MATERIAL TO PROCESS START
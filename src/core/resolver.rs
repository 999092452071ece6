//! Exchange rate resolution across cache, remote feed, rate store and default
//!
//! Each tier implements [`ResolutionStrategy`]. The resolver tries the tiers in
//! order and stops at the first one that produces a rate, so adding or
//! reordering tiers only changes the list handed to [`ExchangeResolver::with_strategies`].

use super::cache::RateCache;
use super::currency::{CurrencyCode, ExchangeRate, RateStore, RemoteRateSource};
use super::error::{FxError, Result};
use super::notify::{Notification, Notifier};
use async_trait::async_trait;
use chrono::Utc;
use rust_decimal::Decimal;
use std::collections::HashMap;
use std::fmt::Display;
use std::sync::Arc;
use tracing::{debug, info, warn};

/// Which tier produced a rate.
#[derive(Debug, Clone, Copy, PartialEq, Eq)]
pub enum RateSource {
    Identity,
    Cache,
    Remote,
    Persisted,
    Default,
}

impl Display for RateSource {
    fn fmt(&self, f: &mut std::fmt::Formatter<'_>) -> std::fmt::Result {
        write!(
            f,
            "{}",
            match self {
                RateSource::Identity => "identity",
                RateSource::Cache => "cache",
                RateSource::Remote => "remote",
                RateSource::Persisted => "stored",
                RateSource::Default => "default",
            }
        )
    }
}

#[derive(Debug, Clone, Copy, PartialEq, Eq)]
pub struct Resolution {
    pub rate: Decimal,
    pub source: RateSource,
}

impl Resolution {
    /// True when no real rate was found and the default was substituted.
    pub fn is_degraded(&self) -> bool {
        self.source == RateSource::Default
    }
}

#[async_trait]
pub trait ResolutionStrategy: Send + Sync {
    fn source(&self) -> RateSource;

    async fn attempt(&self, base: &CurrencyCode, target: &CurrencyCode) -> Option<Decimal>;
}

/// Serves rates from the in-memory table while it is fresh.
pub struct CachedRates {
    cache: Arc<RateCache>,
}

impl CachedRates {
    pub fn new(cache: Arc<RateCache>) -> Self {
        Self { cache }
    }
}

#[async_trait]
impl ResolutionStrategy for CachedRates {
    fn source(&self) -> RateSource {
        RateSource::Cache
    }

    async fn attempt(&self, base: &CurrencyCode, target: &CurrencyCode) -> Option<Decimal> {
        if base != self.cache.base() {
            return None;
        }
        self.cache.get_if_fresh(target, Utc::now()).await
    }
}

/// Fetches the full table from the remote feed, refreshes the cache and
/// writes every fetched rate through to the store.
pub struct RemoteRates {
    source: Arc<dyn RemoteRateSource>,
    cache: Arc<RateCache>,
    store: Arc<dyn RateStore>,
    notifier: Arc<dyn Notifier>,
}

impl RemoteRates {
    pub fn new(
        source: Arc<dyn RemoteRateSource>,
        cache: Arc<RateCache>,
        store: Arc<dyn RateStore>,
        notifier: Arc<dyn Notifier>,
    ) -> Self {
        Self {
            source,
            cache,
            store,
            notifier,
        }
    }

    pub async fn refresh(&self, base: &CurrencyCode) -> Result<HashMap<CurrencyCode, Decimal>> {
        let fetched = self.source.fetch(base).await?;
        let timestamp = Utc::now();
        let rates: HashMap<CurrencyCode, Decimal> = fetched
            .into_iter()
            .filter(|(_, rate)| *rate > Decimal::ZERO)
            .collect();

        if base == self.cache.base() {
            self.cache.replace_all(rates.clone(), timestamp).await;
        }

        let rows: Vec<ExchangeRate> = rates
            .iter()
            .filter(|(target, _)| *target != base)
            .filter_map(|(target, rate)| {
                ExchangeRate::new(base.clone(), target.clone(), *rate, timestamp).ok()
            })
            .collect();
        if let Err(e) = self.store.upsert_all(&rows).await {
            warn!(error = %e, "Failed to persist {} rates for {}", rows.len(), base);
        }
        info!("Refreshed {} rates for base {}", rates.len(), base);
        Ok(rates)
    }
}

#[async_trait]
impl ResolutionStrategy for RemoteRates {
    fn source(&self) -> RateSource {
        RateSource::Remote
    }

    async fn attempt(&self, base: &CurrencyCode, target: &CurrencyCode) -> Option<Decimal> {
        match self.refresh(base).await {
            Ok(rates) => {
                let rate = rates.get(target).copied();
                if rate.is_none() {
                    debug!("Remote table for {} has no rate for {}", base, target);
                }
                rate
            }
            Err(e) => {
                warn!(error = %e, "Remote rate fetch failed for {}", base);
                self.notifier.notify(Notification::RateNotFound(base.clone()));
                None
            }
        }
    }
}

/// Reads the last persisted rate for the pair.
pub struct PersistedRates {
    store: Arc<dyn RateStore>,
}

impl PersistedRates {
    pub fn new(store: Arc<dyn RateStore>) -> Self {
        Self { store }
    }
}

#[async_trait]
impl ResolutionStrategy for PersistedRates {
    fn source(&self) -> RateSource {
        RateSource::Persisted
    }

    async fn attempt(&self, base: &CurrencyCode, target: &CurrencyCode) -> Option<Decimal> {
        match self.store.lookup(base, target).await {
            Ok(row) => row.map(|r| r.rate),
            Err(e) => {
                warn!(error = %e, "Rate store lookup failed for {}/{}", base, target);
                None
            }
        }
    }
}

/// Last resort: a rate of one, so an interactive flow can continue.
pub struct DefaultRate {
    notifier: Arc<dyn Notifier>,
}

impl DefaultRate {
    pub fn new(notifier: Arc<dyn Notifier>) -> Self {
        Self { notifier }
    }
}

#[async_trait]
impl ResolutionStrategy for DefaultRate {
    fn source(&self) -> RateSource {
        RateSource::Default
    }

    async fn attempt(&self, base: &CurrencyCode, target: &CurrencyCode) -> Option<Decimal> {
        warn!("No rate for {}/{}, falling back to 1.0", base, target);
        self.notifier.notify(Notification::DegradedFallback {
            base: base.clone(),
            target: target.clone(),
        });
        Some(Decimal::ONE)
    }
}

pub struct ExchangeResolver {
    cache: Arc<RateCache>,
    remote: Option<Arc<RemoteRates>>,
    strategies: Vec<Arc<dyn ResolutionStrategy>>,
}

impl ExchangeResolver {
    /// Builds the standard chain: cache, remote, store, default.
    pub fn new(
        cache: Arc<RateCache>,
        source: Arc<dyn RemoteRateSource>,
        store: Arc<dyn RateStore>,
        notifier: Arc<dyn Notifier>,
    ) -> Self {
        let remote = Arc::new(RemoteRates::new(
            source,
            Arc::clone(&cache),
            Arc::clone(&store),
            Arc::clone(&notifier),
        ));
        let strategies: Vec<Arc<dyn ResolutionStrategy>> = vec![
            Arc::new(CachedRates::new(Arc::clone(&cache))),
            Arc::clone(&remote) as Arc<dyn ResolutionStrategy>,
            Arc::new(PersistedRates::new(store)),
            Arc::new(DefaultRate::new(notifier)),
        ];
        Self::with_strategies(cache, Some(remote), strategies)
    }

    /// Uses a custom tier list. `remote` is only needed for [`refresh`](Self::refresh).
    pub fn with_strategies(
        cache: Arc<RateCache>,
        remote: Option<Arc<RemoteRates>>,
        strategies: Vec<Arc<dyn ResolutionStrategy>>,
    ) -> Self {
        Self {
            cache,
            remote,
            strategies,
        }
    }

    pub fn base(&self) -> &CurrencyCode {
        self.cache.base()
    }

    pub fn cache(&self) -> &Arc<RateCache> {
        &self.cache
    }

    /// Resolves a rate, substituting the default when every real tier misses.
    pub async fn resolve(&self, base: &CurrencyCode, target: &CurrencyCode) -> Result<Resolution> {
        self.resolve_with(base, target, true)
            .await
            .ok_or_else(|| FxError::RateUnavailable {
                base: base.to_string(),
                target: target.to_string(),
            })
    }

    /// Like [`resolve`](Self::resolve) but never substitutes the default.
    pub async fn resolve_strict(
        &self,
        base: &CurrencyCode,
        target: &CurrencyCode,
    ) -> Option<Resolution> {
        self.resolve_with(base, target, false).await
    }

    async fn resolve_with(
        &self,
        base: &CurrencyCode,
        target: &CurrencyCode,
        allow_default: bool,
    ) -> Option<Resolution> {
        if base == target {
            return Some(Resolution {
                rate: Decimal::ONE,
                source: RateSource::Identity,
            });
        }

        for strategy in &self.strategies {
            if !allow_default && strategy.source() == RateSource::Default {
                continue;
            }
            if let Some(rate) = strategy.attempt(base, target).await {
                debug!("Resolved {}/{} = {} from {}", base, target, rate, strategy.source());
                return Some(Resolution {
                    rate,
                    source: strategy.source(),
                });
            }
        }
        None
    }

    /// Forces a remote refresh of the base currency table.
    pub async fn refresh(&self) -> Result<HashMap<CurrencyCode, Decimal>> {
        match &self.remote {
            Some(remote) => remote.refresh(self.cache.base()).await,
            None => Err(FxError::Fetch("no remote rate source configured".into())),
        }
    }

    /// Codes present in the cached table, refreshing it first when stale.
    pub async fn supported_currencies(&self) -> Vec<CurrencyCode> {
        if !self.cache.is_fresh().await {
            if let Err(e) = self.refresh().await {
                warn!(error = %e, "Could not refresh supported currencies");
            }
        }
        let snapshot = self.cache.snapshot().await;
        let mut codes: Vec<CurrencyCode> = snapshot.rates.into_keys().collect();
        if !codes.contains(self.cache.base()) {
            codes.push(self.cache.base().clone());
        }
        codes.sort();
        codes
    }
}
MATERIAL TO PROCESS END
If a line in the material above holds "timestamp", copy it.

        let timestamp = Utc::now();
            self.cache.replace_all(rates.clone(), timestamp).await;
                ExchangeRate::new(base.clone(), target.clone(), *rate, timestamp).ok()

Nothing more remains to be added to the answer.